I’m not a beginner in this faith journey. Far from it! And yet I find myself very challenged right now to live out this simple command to love my neighbor. For me part of it is a continuing self-awareness of my points of stress and my own woundedness. My own failings and fumblings. Some of it may be the times we’re living in. Whatever the reason, I need the community of faith to support me as I continue to grow into the loving child of God I was created to be. I’m there on the journey with you. Let’s support one another and grow together.

Connie R. Burkholder
Interim District Executive

Information about the Interim District Executive Position

Connie lives in McPherson, Kansas, so her ministry will be done by email, phone, and Zoom. Since her ministry is to be ¼ time and she has responsibilities as part of a pastoral team in McPherson, she will generally not be available for Sunday morning commitments. Special circumstances would be negotiated. Her contact information is:

Cell phone: 620-245-4600

Moderator’s Musings

by Blaine Miner

One of the lessons I learned in seminary about reading scripture was to pay attention to thoughts which are repeated.
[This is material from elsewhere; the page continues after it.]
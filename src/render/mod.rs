pub mod sink;

pub use sink::{calculate_display_rect, DisplayRect, LoggingVideoSink, RenderError, VideoSink};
One such thought focuses on the care towards the foreigner, the widow, and the fatherless. In the Old testament there are stern admonishments to care for these folks and to not take advantage of those who might be considered helpless.

In Matthew 25, the gospel scripture that is the focus of this year’s District Conference theme, Jesus makes his point twice. In the passage subtitled “the judgment of the nations,” the Son of Man is sitting on the throne of glory with the angels. As the people and nations come before him, they are separated as sheep and goats. Jesus tells those in each group why they are in the group that they have been assigned.
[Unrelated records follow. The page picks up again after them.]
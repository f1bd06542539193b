//! FFmpeg implementation of the demux, codec and resampler seams.
//!
//! All unsafe FFmpeg code is isolated in this module. Every raw context is
//! owned by exactly one wrapper that frees it on drop.

mod codec;
mod demuxer;
mod resampler;

use std::ffi::{CStr, CString};
use std::os::raw::{c_char, c_int};

use ffmpeg_next as ffmpeg;
use ffmpeg_next::ffi;

pub use codec::FfmpegCodec;
pub use demuxer::{is_realtime, FfmpegSource};
pub use resampler::FfmpegResampler;

use crate::audio::{AudioError, AudioFormat, Resampler, SampleFormat};
use crate::config::CodecOptions;
use crate::core::Rational;
use crate::decode::{Codec, CodecError, StreamInfo};
use crate::demux::{DemuxError, DemuxSource, Interrupt, MediaBackend};

/// Opens sources, codecs and resamplers through FFmpeg.
#[derive(Debug, Clone, Copy)]
pub struct FfmpegBackend;

impl FfmpegBackend {
    pub fn new() -> Result<Self, DemuxError> {
        ffmpeg::init().map_err(|e| DemuxError::Io(format!("FFmpeg init failed: {e}")))?;
        Ok(Self)
    }
}

impl MediaBackend for FfmpegBackend {
    fn open_source(
        &self,
        uri: &str,
        options: &CodecOptions,
        interrupt: Interrupt,
    ) -> Result<Box<dyn DemuxSource>, DemuxError> {
        Ok(Box::new(FfmpegSource::open(uri, options, interrupt)?))
    }

    fn open_codec(&self, stream: &StreamInfo, options: &CodecOptions) -> Result<Box<dyn Codec>, CodecError> {
        Ok(Box::new(FfmpegCodec::open(stream, options)?))
    }

    fn open_resampler(&self, source: AudioFormat, target: AudioFormat) -> Result<Box<dyn Resampler>, AudioError> {
        Ok(Box::new(FfmpegResampler::new(source, target)?))
    }
}

/// Codec parameters copied out of the format context, so a codec can be
/// opened after the demuxer moved to its own thread.
pub(crate) struct OwnedParameters(*mut ffi::AVCodecParameters);

// The parameters are only read after construction.
unsafe impl Send for OwnedParameters {}
unsafe impl Sync for OwnedParameters {}

impl OwnedParameters {
    /// # Safety
    /// `source` must point to valid codec parameters.
    pub(crate) unsafe fn copy_from(source: *const ffi::AVCodecParameters) -> Option<Self> {
        let params = ffi::avcodec_parameters_alloc();
        if params.is_null() {
            return None;
        }
        if ffi::avcodec_parameters_copy(params, source) < 0 {
            let mut params = params;
            ffi::avcodec_parameters_free(&mut params);
            return None;
        }
        Some(Self(params))
    }

    pub(crate) fn as_ptr(&self) -> *const ffi::AVCodecParameters {
        self.0
    }
}

impl Drop for OwnedParameters {
    fn drop(&mut self) {
        unsafe { ffi::avcodec_parameters_free(&mut self.0) }
    }
}

pub(crate) fn error_string(code: c_int) -> String {
    ffmpeg::Error::from(code).to_string()
}

pub(crate) fn is_again(code: c_int) -> bool {
    matches!(ffmpeg::Error::from(code), ffmpeg::Error::Other { errno } if errno == ffmpeg::error::EAGAIN)
}

pub(crate) fn is_eof(code: c_int) -> bool {
    matches!(ffmpeg::Error::from(code), ffmpeg::Error::Eof)
}

pub(crate) fn is_not_supported(code: c_int) -> bool {
    matches!(ffmpeg::Error::from(code), ffmpeg::Error::Other { errno } if errno == ffmpeg::error::ENOSYS)
}

pub(crate) fn rational(value: ffi::AVRational) -> Rational {
    Rational::new(value.num, value.den)
}

pub(crate) fn av_rational(value: Rational) -> ffi::AVRational {
    ffi::AVRational {
        num: value.num,
        den: value.den,
    }
}

pub(crate) fn opt_ts(ts: i64) -> Option<i64> {
    (ts != ffi::AV_NOPTS_VALUE).then_some(ts)
}

pub(crate) fn cstring(value: &str) -> Result<CString, String> {
    CString::new(value).map_err(|e| format!("invalid string {value:?}: {e}"))
}

/// # Safety
/// `ptr` must be null or a valid NUL-terminated string.
pub(crate) unsafe fn string_from(ptr: *const c_char) -> String {
    if ptr.is_null() {
        String::new()
    } else {
        CStr::from_ptr(ptr).to_string_lossy().into_owned()
    }
}

pub(crate) fn sample_format_from_raw(format: c_int) -> Option<SampleFormat> {
    use ffi::AVSampleFormat::*;
    let formats = [
        (AV_SAMPLE_FMT_U8, SampleFormat::U8),
        (AV_SAMPLE_FMT_S16, SampleFormat::S16),
        (AV_SAMPLE_FMT_S32, SampleFormat::S32),
        (AV_SAMPLE_FMT_FLT, SampleFormat::F32),
        (AV_SAMPLE_FMT_DBL, SampleFormat::F64),
        (AV_SAMPLE_FMT_U8P, SampleFormat::U8P),
        (AV_SAMPLE_FMT_S16P, SampleFormat::S16P),
        (AV_SAMPLE_FMT_S32P, SampleFormat::S32P),
        (AV_SAMPLE_FMT_FLTP, SampleFormat::F32P),
        (AV_SAMPLE_FMT_DBLP, SampleFormat::F64P),
    ];
    formats
        .iter()
        .find(|(raw, _)| *raw as c_int == format)
        .map(|&(_, format)| format)
}

pub(crate) fn sample_format_to_av(format: SampleFormat) -> ffi::AVSampleFormat {
    use ffi::AVSampleFormat::*;
    match format {
        SampleFormat::U8 => AV_SAMPLE_FMT_U8,
        SampleFormat::S16 => AV_SAMPLE_FMT_S16,
        SampleFormat::S32 => AV_SAMPLE_FMT_S32,
        SampleFormat::F32 => AV_SAMPLE_FMT_FLT,
        SampleFormat::F64 => AV_SAMPLE_FMT_DBL,
        SampleFormat::U8P => AV_SAMPLE_FMT_U8P,
        SampleFormat::S16P => AV_SAMPLE_FMT_S16P,
        SampleFormat::S32P => AV_SAMPLE_FMT_S32P,
        SampleFormat::F32P => AV_SAMPLE_FMT_FLTP,
        SampleFormat::F64P => AV_SAMPLE_FMT_DBLP,
    }
}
“When I was hungry, you gave me food, I was thirsty and you gave me something to drink, I was a stranger and you welcomed me, I was naked and you gave me clothing, I was sick and you took care of me, I was in prison and you visited me” (Matthew 25:35-36). Then Jesus states it again in verses 42-43, this time with a negative twist.

The sheep and the goats are surprised by the selection process. As they stand before the Son of Man, they both say, “when did we do (or not do) what you say?” It is implied that had they recognized the opportunity to feed, provide drink, clothing, care, and visitation, they would have done so. I find it interesting how Jesus re-states here the admonishments found in the Old Testament regarding the foreigner, the widow, and the fatherless. The challenge to extend charity as a matter of practice is encouraged. As a matter of their daily activity, when presented with the opportunity the sheep gave, and the goats did not.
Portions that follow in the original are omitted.